Dataset entries
====================
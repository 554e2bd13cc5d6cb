use std::cmp::Ordering;

use uuid::Uuid;

use crate::config::MAX_VALUE_DEPTH;
use crate::errors::{Error, Result};

const TAG_INT: u8 = 0x01;
const TAG_FLOAT: u8 = 0x02;
const TAG_TEXT: u8 = 0x03;
const TAG_UUID: u8 = 0x04;
const TAG_MAPPING: u8 = 0x05;
const TAG_SEQUENCE: u8 = 0x06;

/// A stored key or value. The variant set is closed; adding one is a format
/// version bump.
///
/// Mappings preserve insertion order, and that order is part of the encoding:
/// `{a: 1, b: 2}` and `{b: 2, a: 1}` are distinct keys.
#[derive(Debug, Clone, PartialEq)]
pub enum Value {
    Int(i64),
    Float(f64),
    Text(String),
    Uuid(Uuid),
    Mapping(Vec<(String, Value)>),
    Sequence(Vec<Value>),
}

impl Value {
    /// Encode to the self-delimiting tagged byte form.
    pub(crate) fn encode(&self) -> Vec<u8> {
        let mut out = Vec::new();
        self.encode_into(&mut out);
        out
    }

    fn encode_into(&self, out: &mut Vec<u8>) {
        match self {
            Value::Int(v) => {
                out.push(TAG_INT);
                out.extend_from_slice(&v.to_be_bytes());
            }
            Value::Float(v) => {
                out.push(TAG_FLOAT);
                out.extend_from_slice(&v.to_be_bytes());
            }
            Value::Text(s) => {
                out.push(TAG_TEXT);
                out.extend_from_slice(&(s.len() as u32).to_be_bytes());
                out.extend_from_slice(s.as_bytes());
            }
            Value::Uuid(u) => {
                out.push(TAG_UUID);
                out.extend_from_slice(u.as_bytes());
            }
            Value::Mapping(pairs) => {
                out.push(TAG_MAPPING);
                out.extend_from_slice(&(pairs.len() as u32).to_be_bytes());
                for (key, value) in pairs {
                    Value::Text(key.clone()).encode_into(out);
                    value.encode_into(out);
                }
            }
            Value::Sequence(items) => {
                out.push(TAG_SEQUENCE);
                out.extend_from_slice(&(items.len() as u32).to_be_bytes());
                for item in items {
                    item.encode_into(out);
                }
            }
        }
    }

    /// Decode one value occupying the whole input.
    pub(crate) fn decode(bytes: &[u8]) -> Result<Value> {
        let mut pos = 0;
        let value = decode_at(bytes, &mut pos, 0)?;
        if pos != bytes.len() {
            return Err(Error::InvalidEncoding);
        }
        Ok(value)
    }
}

fn decode_at(bytes: &[u8], pos: &mut usize, depth: usize) -> Result<Value> {
    if depth > MAX_VALUE_DEPTH {
        return Err(Error::InvalidEncoding);
    }
    let tag = take(bytes, pos, 1)?[0];
    match tag {
        TAG_INT => {
            let raw = take(bytes, pos, 8)?;
            Ok(Value::Int(i64::from_be_bytes(raw.try_into().unwrap())))
        }
        TAG_FLOAT => {
            let raw = take(bytes, pos, 8)?;
            Ok(Value::Float(f64::from_be_bytes(raw.try_into().unwrap())))
        }
        TAG_TEXT => {
            let text = decode_text(bytes, pos)?;
            Ok(Value::Text(text))
        }
        TAG_UUID => {
            let raw = take(bytes, pos, 16)?;
            Ok(Value::Uuid(Uuid::from_slice(raw).unwrap()))
        }
        TAG_MAPPING => {
            let count = take_u32(bytes, pos)?;
            let mut pairs = Vec::with_capacity(count.min(1024) as usize);
            for _ in 0..count {
                let key_tag = take(bytes, pos, 1)?[0];
                if key_tag != TAG_TEXT {
                    return Err(Error::InvalidEncoding);
                }
                let key = decode_text(bytes, pos)?;
                let value = decode_at(bytes, pos, depth + 1)?;
                pairs.push((key, value));
            }
            Ok(Value::Mapping(pairs))
        }
        TAG_SEQUENCE => {
            let count = take_u32(bytes, pos)?;
            let mut items = Vec::with_capacity(count.min(1024) as usize);
            for _ in 0..count {
                items.push(decode_at(bytes, pos, depth + 1)?);
            }
            Ok(Value::Sequence(items))
        }
        _ => Err(Error::InvalidEncoding),
    }
}

// Length-prefixed UTF-8, tag already consumed.
fn decode_text(bytes: &[u8], pos: &mut usize) -> Result<String> {
    let len = take_u32(bytes, pos)? as usize;
    let raw = take(bytes, pos, len)?;
    String::from_utf8(raw.to_vec()).map_err(|_| Error::InvalidEncoding)
}

fn take<'a>(bytes: &'a [u8], pos: &mut usize, len: usize) -> Result<&'a [u8]> {
    let end = pos.checked_add(len).ok_or(Error::InvalidEncoding)?;
    let slice = bytes.get(*pos..end).ok_or(Error::InvalidEncoding)?;
    *pos = end;
    Ok(slice)
}

fn take_u32(bytes: &[u8], pos: &mut usize) -> Result<u32> {
    let raw = take(bytes, pos, 4)?;
    Ok(u32::from_be_bytes(raw.try_into().unwrap()))
}

/// Total order over encoded keys: unequal tags order by tag byte; equal tags
/// compare by payload (numeric for int/float, bytewise for the rest).
///
/// Both arguments must be canonical `Value::encode` output.
pub(crate) fn compare_encoded(a: &[u8], b: &[u8]) -> Ordering {
    match (a.first(), b.first()) {
        (Some(&ta), Some(&tb)) if ta == tb => match ta {
            TAG_INT => int_payload(a).cmp(&int_payload(b)),
            TAG_FLOAT => float_payload(a).total_cmp(&float_payload(b)),
            // Skip the text length prefix so shorter strings order as prefixes.
            TAG_TEXT => tail(a, 5).cmp(tail(b, 5)),
            _ => tail(a, 1).cmp(tail(b, 1)),
        },
        (ta, tb) => ta.cmp(&tb),
    }
}

fn int_payload(buf: &[u8]) -> i64 {
    buf.get(1..9)
        .map_or(0, |raw| i64::from_be_bytes(raw.try_into().unwrap()))
}

fn float_payload(buf: &[u8]) -> f64 {
    buf.get(1..9)
        .map_or(0.0, |raw| f64::from_be_bytes(raw.try_into().unwrap()))
}

fn tail(buf: &[u8], from: usize) -> &[u8] {
    buf.get(from..).unwrap_or(&[])
}

impl From<i64> for Value {
    fn from(v: i64) -> Value {
        Value::Int(v)
    }
}

impl From<f64> for Value {
    fn from(v: f64) -> Value {
        Value::Float(v)
    }
}

impl From<&str> for Value {
    fn from(v: &str) -> Value {
        Value::Text(v.to_string())
    }
}

impl From<String> for Value {
    fn from(v: String) -> Value {
        Value::Text(v)
    }
}

impl From<Uuid> for Value {
    fn from(v: Uuid) -> Value {
        Value::Uuid(v)
    }
}

#[cfg(test)]
mod tests {
    use super::*;

    fn roundtrip(value: Value) {
        let encoded = value.encode();
        assert_eq!(Value::decode(&encoded).unwrap(), value);
    }

    #[test]
    fn roundtrips_every_variant() {
        roundtrip(Value::Int(-42));
        roundtrip(Value::Int(i64::MIN));
        roundtrip(Value::Float(3.1415926));
        roundtrip(Value::Float(f64::NEG_INFINITY));
        roundtrip(Value::Text(String::new()));
        roundtrip(Value::Text("héllo wörld".to_string()));
        roundtrip(Value::Uuid(Uuid::new_v4()));
        roundtrip(Value::Sequence(vec![
            Value::Int(1),
            Value::Text("two".into()),
            Value::Sequence(vec![Value::Float(3.0)]),
        ]));
        roundtrip(Value::Mapping(vec![
            ("a".to_string(), Value::Int(1)),
            ("b".to_string(), Value::Sequence(vec![Value::Int(2)])),
        ]));
    }

    #[test]
    fn mapping_order_is_part_of_the_key() {
        let ab = Value::Mapping(vec![
            ("a".to_string(), Value::Int(1)),
            ("b".to_string(), Value::Int(2)),
        ]);
        let ba = Value::Mapping(vec![
            ("b".to_string(), Value::Int(2)),
            ("a".to_string(), Value::Int(1)),
        ]);
        assert_ne!(ab.encode(), ba.encode());
    }

    #[test]
    fn rejects_bad_input() {
        assert!(matches!(
            Value::decode(&[0x7f]),
            Err(Error::InvalidEncoding)
        ));
        // truncated int payload
        assert!(Value::decode(&[TAG_INT, 1, 2]).is_err());
        // trailing garbage after a complete value
        let mut encoded = Value::Int(1).encode();
        encoded.push(0);
        assert!(Value::decode(&encoded).is_err());
        // non-utf8 text
        assert!(Value::decode(&[TAG_TEXT, 0, 0, 0, 1, 0xff]).is_err());
        // mapping key that is not text
        let mut bad = vec![TAG_MAPPING, 0, 0, 0, 1];
        bad.extend_from_slice(&Value::Int(1).encode());
        bad.extend_from_slice(&Value::Int(2).encode());
        assert!(Value::decode(&bad).is_err());
    }

    #[test]
    fn nesting_depth_is_capped() {
        let mut value = Value::Int(0);
        for _ in 0..MAX_VALUE_DEPTH {
            value = Value::Sequence(vec![value]);
        }
        roundtrip(value.clone());
        let too_deep = Value::Sequence(vec![value]).encode();
        assert!(matches!(
            Value::decode(&too_deep),
            Err(Error::InvalidEncoding)
        ));
    }

    #[test]
    fn encoded_ordering_is_numeric_within_tags() {
        let enc = |v: Value| v.encode();
        assert_eq!(
            compare_encoded(&enc(Value::Int(-1)), &enc(Value::Int(2))),
            Ordering::Less
        );
        assert_eq!(
            compare_encoded(&enc(Value::Float(-0.5)), &enc(Value::Float(0.25))),
            Ordering::Less
        );
        assert_eq!(
            compare_encoded(&enc(Value::Text("ab".into())), &enc(Value::Text("abc".into()))),
            Ordering::Less
        );
        assert_eq!(
            compare_encoded(&enc(Value::Int(7)), &enc(Value::Int(7))),
            Ordering::Equal
        );
    }

    #[test]
    fn encoded_ordering_ranks_tags_first() {
        // Int sorts before Float regardless of magnitude, Float before Text.
        let int = Value::Int(1_000_000).encode();
        let float = Value::Float(-1e18).encode();
        let text = Value::Text("0".into()).encode();
        assert_eq!(compare_encoded(&int, &float), Ordering::Less);
        assert_eq!(compare_encoded(&float, &text), Ordering::Less);
    }
}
====================
### WHAT THE EXERCISE ASKS
All that is wanted is an exact copy of the lines above from the one with "roundtrip(Value::Text(String::new()));" through the one with "bad.extend_from_slice(&Value::Int(2).encode());", with both ends included.

### RESPONSE BELOW
        roundtrip(Value::Text(String::new()));
        roundtrip(Value::Text("héllo wörld".to_string()));
        roundtrip(Value::Uuid(Uuid::new_v4()));
        roundtrip(Value::Sequence(vec![
            Value::Int(1),
            Value::Text("two".into()),
            Value::Sequence(vec![Value::Float(3.0)]),
        ]));
        roundtrip(Value::Mapping(vec![
            ("a".to_string(), Value::Int(1)),
            ("b".to_string(), Value::Sequence(vec![Value::Int(2)])),
        ]));
    }

    #[test]
    fn mapping_order_is_part_of_the_key() {
        let ab = Value::Mapping(vec![
            ("a".to_string(), Value::Int(1)),
            ("b".to_string(), Value::Int(2)),
        ]);
        let ba = Value::Mapping(vec![
            ("b".to_string(), Value::Int(2)),
            ("a".to_string(), Value::Int(1)),
        ]);
        assert_ne!(ab.encode(), ba.encode());
    }

    #[test]
    fn rejects_bad_input() {
        assert!(matches!(
            Value::decode(&[0x7f]),
            Err(Error::InvalidEncoding)
        ));
        // truncated int payload
        assert!(Value::decode(&[TAG_INT, 1, 2]).is_err());
        // trailing garbage after a complete value
        let mut encoded = Value::Int(1).encode();
        encoded.push(0);
        assert!(Value::decode(&encoded).is_err());
        // non-utf8 text
        assert!(Value::decode(&[TAG_TEXT, 0, 0, 0, 1, 0xff]).is_err());
        // mapping key that is not text
        let mut bad = vec![TAG_MAPPING, 0, 0, 0, 1];
        bad.extend_from_slice(&Value::Int(1).encode());
        bad.extend_from_slice(&Value::Int(2).encode());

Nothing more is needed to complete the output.